Give me a break. Rush Limbaugh, Alex Jones, Ann Coulter, Fox News and other right wing trolls were perfectly capable of spreading gossip and fake news about the Clintons without any help from Vladimir Putin. They've been doing it for years. Sure maybe the Russians chimed in but so what? Their contributions were probably minuscule compared to the pounding Hillary has taken over the years from the likes of right wing American media.
Does Vladimir Putin like Hillary Clinton? Probably not. He observed Hillary's emphasis on regime change in Iraq, Egypt, Syria and Libya. He probably thought he was next. Trump and his team had ties and business interests of one sort or another with Russia whether it was the Miss Universe Beauty Pageant or oil or Trump Towers in Moscow. Hillary was the emissary of regime change. By the way, in my opinion, the regime change policy championed not only by Hillary but by Obama and Bush has been a total failure spreading chaos in the Middle East.
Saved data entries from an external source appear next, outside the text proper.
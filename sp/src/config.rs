//! Study planner configuration types and loading

use eyre::{Context, Result};
use serde::{Deserialize, Serialize};
use std::fs;
use std::path::{Path, PathBuf};
use std::time::Duration;
use tracing::debug;

use crate::domain::Hours;
use crate::planner::{PlannerSettings, SaveMode};

/// Main configuration
#[derive(Debug, Clone, Default, Serialize, Deserialize)]
#[serde(default)]
pub struct Config {
    /// Log level (TRACE, DEBUG, INFO, WARN, ERROR)
    #[serde(rename = "log-level", skip_serializing_if = "Option::is_none")]
    pub log_level: Option<String>,

    /// Save behaviour
    pub save: SaveConfig,

    /// Status line behaviour
    pub status: StatusConfig,

    /// Item form options
    pub items: ItemsConfig,

    /// Host link
    pub host: HostConfig,
}

impl Config {
    /// Validate configuration before use
    ///
    /// Everything checked here is what `planner_settings` needs to succeed.
    pub fn validate(&self) -> Result<()> {
        self.planner_settings().map(|_| ())
    }

    /// Load configuration with fallback chain
    pub fn load(config_path: Option<&PathBuf>) -> Result<Self> {
        // If explicit config path provided, try to load it
        if let Some(path) = config_path {
            return Self::load_from_file(path).context(format!("Failed to load config from {}", path.display()));
        }

        // Try project-local config: .studyplanner.yml
        let local_config = PathBuf::from(".studyplanner.yml");
        if local_config.exists() {
            match Self::load_from_file(&local_config) {
                Ok(config) => return Ok(config),
                Err(e) => {
                    tracing::warn!("Failed to load config from {}: {}", local_config.display(), e);
                }
            }
        }

        // Try user config: ~/.config/studyplanner/studyplanner.yml
        if let Some(user_config) = user_config_path()
            && user_config.exists()
        {
            match Self::load_from_file(&user_config) {
                Ok(config) => return Ok(config),
                Err(e) => {
                    tracing::warn!("Failed to load config from {}: {}", user_config.display(), e);
                }
            }
        }

        // No config file found, use defaults
        tracing::info!("No config file found, using defaults");
        Ok(Self::default())
    }

    /// Peek at the log level before logging is set up
    ///
    /// Errors are swallowed here; the full load reports them later.
    pub fn load_log_level(config_path: Option<&PathBuf>) -> Option<String> {
        let candidates = match config_path {
            Some(path) => vec![path.clone()],
            None => {
                let mut paths = vec![PathBuf::from(".studyplanner.yml")];
                paths.extend(user_config_path());
                paths
            }
        };
        candidates
            .into_iter()
            .find(|p| p.exists())
            .and_then(|p| Self::load_from_file(p).ok())
            .and_then(|c| c.log_level)
    }

    fn load_from_file<P: AsRef<Path>>(path: P) -> Result<Self> {
        let content = fs::read_to_string(&path).context("Failed to read config file")?;

        let config: Self = serde_yaml::from_str(&content).context("Failed to parse config file")?;

        tracing::info!("Loaded config from: {}", path.as_ref().display());
        Ok(config)
    }

    /// Planner behaviour derived from this configuration
    pub fn planner_settings(&self) -> Result<PlannerSettings> {
        debug!("Config::planner_settings: called");
        let default_hours = Hours::new(self.items.default_hours)
            .map_err(|e| eyre::eyre!("items.default-hours is invalid: {}", e))?;
        let noun = self.items.noun.trim();
        if noun.is_empty() {
            return Err(eyre::eyre!("items.noun must not be empty"));
        }
        Ok(PlannerSettings {
            save_mode: self.save.mode,
            save_delay: Duration::from_millis(self.save.delay_ms),
            status_clear_after: Duration::from_millis(self.status.clear_after_ms),
            track_hours: self.items.track_hours,
            default_hours,
            noun: noun.to_string(),
        })
    }
}

fn user_config_path() -> Option<PathBuf> {
    dirs::config_dir().map(|d| d.join("studyplanner").join("studyplanner.yml"))
}

/// Save behaviour
#[derive(Debug, Clone, Serialize, Deserialize)]
#[serde(default)]
pub struct SaveConfig {
    /// `auto` saves after every change, `manual` only on request
    pub mode: SaveMode,

    /// Simulated save latency in milliseconds
    #[serde(rename = "delay-ms")]
    pub delay_ms: u64,
}

impl Default for SaveConfig {
    fn default() -> Self {
        Self {
            mode: SaveMode::Manual,
            delay_ms: 1000,
        }
    }
}

/// Status line behaviour
#[derive(Debug, Clone, Serialize, Deserialize)]
#[serde(default)]
pub struct StatusConfig {
    /// How long transient status messages stay visible
    #[serde(rename = "clear-after-ms")]
    pub clear_after_ms: u64,
}

impl Default for StatusConfig {
    fn default() -> Self {
        Self { clear_after_ms: 2000 }
    }
}

/// Item form options
#[derive(Debug, Clone, Serialize, Deserialize)]
#[serde(default)]
pub struct ItemsConfig {
    /// Collect planned hours per item
    #[serde(rename = "track-hours")]
    pub track_hours: bool,

    /// Hours pre-filled in the form
    #[serde(rename = "default-hours")]
    pub default_hours: f64,

    /// What an item is called in prompts ("subject", "task")
    pub noun: String,
}

impl Default for ItemsConfig {
    fn default() -> Self {
        Self {
            track_hours: true,
            default_hours: 1.0,
            noun: "subject".to_string(),
        }
    }
}

/// Host link
#[derive(Debug, Clone, Serialize, Deserialize)]
#[serde(default)]
pub struct HostConfig {
    /// Socket of the embedding host; standalone when unset
    #[serde(skip_serializing_if = "Option::is_none")]
    pub socket: Option<PathBuf>,

    /// Connect timeout in milliseconds
    #[serde(rename = "connect-timeout-ms")]
    pub connect_timeout_ms: u64,
}

impl Default for HostConfig {
    fn default() -> Self {
        Self {
            socket: None,
            connect_timeout_ms: 5000,
        }
    }
}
Putin also resented the fact that the West as embodied by NATO has been encroaching on Russia when Reagan promised Gorbachev that would never happen if he let the Berlin wall come down. For this and a host of other reasons Putin feels that he and Russia have been humiliated and rightly so. They have been humiliated by the US, no question about it.
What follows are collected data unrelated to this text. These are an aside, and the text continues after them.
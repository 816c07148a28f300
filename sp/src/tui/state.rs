//! TUI application state
//!
//! Pure data structures for the TUI. No rendering logic here.
//! The planner snapshot is owned by the planner actor; this adds what only
//! the view cares about (selection, focus, form inputs).

use tracing::debug;

use crate::planner::PlannerState;

/// Which part of the widget receives key presses
#[derive(Debug, Clone, Copy, PartialEq, Eq, Default)]
pub enum Focus {
    /// Item list navigation
    #[default]
    List,
    /// Label input of the add form
    Label,
    /// Hours input of the add form
    Hours,
}

/// Add form inputs
#[derive(Debug, Clone, PartialEq, Eq)]
pub struct FormState {
    pub label: String,
    pub hours: String,
}

impl FormState {
    /// Empty label, hours pre-filled from the planner defaults
    pub fn reset_from(planner: &PlannerState) -> Self {
        Self {
            label: String::new(),
            hours: planner.default_hours.get().to_string(),
        }
    }
}

/// Main application state
#[derive(Debug, Clone)]
pub struct AppState {
    /// Latest planner snapshot
    pub planner: PlannerState,
    /// Selected row in the item list
    pub selected: usize,
    pub focus: Focus,
    pub form: FormState,
    pub show_help: bool,
    pub should_quit: bool,
}

impl Default for AppState {
    fn default() -> Self {
        Self::new()
    }
}

impl AppState {
    pub fn new() -> Self {
        debug!("AppState::new: called");
        let planner = PlannerState::default();
        let form = FormState::reset_from(&planner);
        Self {
            planner,
            selected: 0,
            focus: Focus::default(),
            form,
            show_help: false,
            should_quit: false,
        }
    }

    /// Take a new planner snapshot, keeping the selection in range
    pub fn sync(&mut self, planner: PlannerState) {
        let defaults_changed = planner.default_hours != self.planner.default_hours;
        self.planner = planner;
        if defaults_changed && self.form.label.is_empty() {
            self.form = FormState::reset_from(&self.planner);
        }
        self.clamp_selection();
    }

    /// ID of the highlighted item
    pub fn selected_id(&self) -> Option<&str> {
        self.planner.items.get(self.selected).map(|item| item.id.as_str())
    }

    pub fn select_next(&mut self) {
        if self.selected + 1 < self.planner.items.len() {
            self.selected += 1;
        }
    }

    pub fn select_prev(&mut self) {
        self.selected = self.selected.saturating_sub(1);
    }

    /// Clear the add form after a successful add
    pub fn clear_form(&mut self) {
        debug!("AppState::clear_form: called");
        self.form = FormState::reset_from(&self.planner);
        self.focus = Focus::Label;
    }

    fn clamp_selection(&mut self) {
        let len = self.planner.items.len();
        if len == 0 {
            self.selected = 0;
        } else if self.selected >= len {
            self.selected = len - 1;
        }
    }
}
Bloomberg reports on Putin's recent speech:
In the 1990s, the storyline goes, Russia opened itself up trustingly to the West, which immediately took advantage of it. As Putin put it this year, "The biggest mistake our country made was that we put too much trust in you; and your mistake was that you saw this trust as weakness and abused it."
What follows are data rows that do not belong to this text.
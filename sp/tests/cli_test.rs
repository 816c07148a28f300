//! Command-line smoke tests for the `sp` binary

use assert_cmd::Command;
use predicates::prelude::*;
use tempfile::TempDir;

/// `sp` isolated from the user's config and log directories
fn sp(home: &TempDir) -> Command {
    let mut cmd = Command::cargo_bin("sp").unwrap();
    cmd.current_dir(home.path())
        .env("HOME", home.path())
        .env("XDG_CONFIG_HOME", home.path().join("config"))
        .env("XDG_DATA_HOME", home.path().join("data"));
    cmd
}

#[test]
fn test_help_lists_subcommands() {
    let home = TempDir::new().unwrap();
    sp(&home)
        .arg("--help")
        .assert()
        .success()
        .stdout(predicate::str::contains("run"))
        .stdout(predicate::str::contains("host"))
        .stdout(predicate::str::contains("config"));
}

#[test]
fn test_config_prints_defaults() {
    let home = TempDir::new().unwrap();
    sp(&home)
        .arg("config")
        .assert()
        .success()
        .stdout(predicate::str::contains("mode: manual"))
        .stdout(predicate::str::contains("delay-ms: 1000"))
        .stdout(predicate::str::contains("noun: subject"));
}

#[test]
fn test_config_reads_local_file() {
    let home = TempDir::new().unwrap();
    std::fs::write(
        home.path().join(".studyplanner.yml"),
        "save:\n  mode: auto\nitems:\n  noun: task\n",
    )
    .unwrap();

    sp(&home)
        .arg("config")
        .assert()
        .success()
        .stdout(predicate::str::contains("mode: auto"))
        .stdout(predicate::str::contains("noun: task"));
}

#[test]
fn test_invalid_config_is_reported() {
    let home = TempDir::new().unwrap();
    let config = home.path().join("bad.yml");
    std::fs::write(&config, "items:\n  default-hours: 0.3\n").unwrap();

    sp(&home)
        .args(["--config", config.to_str().unwrap(), "config"])
        .assert()
        .failure()
        .stderr(predicate::str::contains("default-hours"));
}

#[test]
fn test_rejects_unknown_save_mode() {
    let home = TempDir::new().unwrap();
    sp(&home)
        .args(["run", "--save-mode", "sometimes"])
        .assert()
        .failure()
        .stderr(predicate::str::contains("Unknown save mode"));
}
The examples Putin usually gives are the North Atlantic Treaty Organization's expansion despite a promise that it would stay away from Russia's borders; the dismemberment of Yugoslavia and particularly the recognition of Kosovo's independence; and the invasion of Iraq and the Arab Spring. The revolutions in post-Soviet countries are given as examples of threatening Western "democracy export" to traditional Russian allies and clients.
Putin has made entreaties to the US about becoming partners in fighting terrorism. He has been turned down. So he is going a different route. His quest, similar to Trump's, is to make Russia great again. Another axis is forming that will be both political, economic and military. It will consist of Russia, China (Xi Jinping is already convinced China is great again) and Iran. Others will be added to the fold, particularly in Africa and the Middle East where the US has acquired many enemies with its careless bombing of civilians including wedding parties. The US' self-assumed role of world's policeman has only resulted in creating enemies in the countries which it has policed. The backlash might be called #ArabicLivesMatter.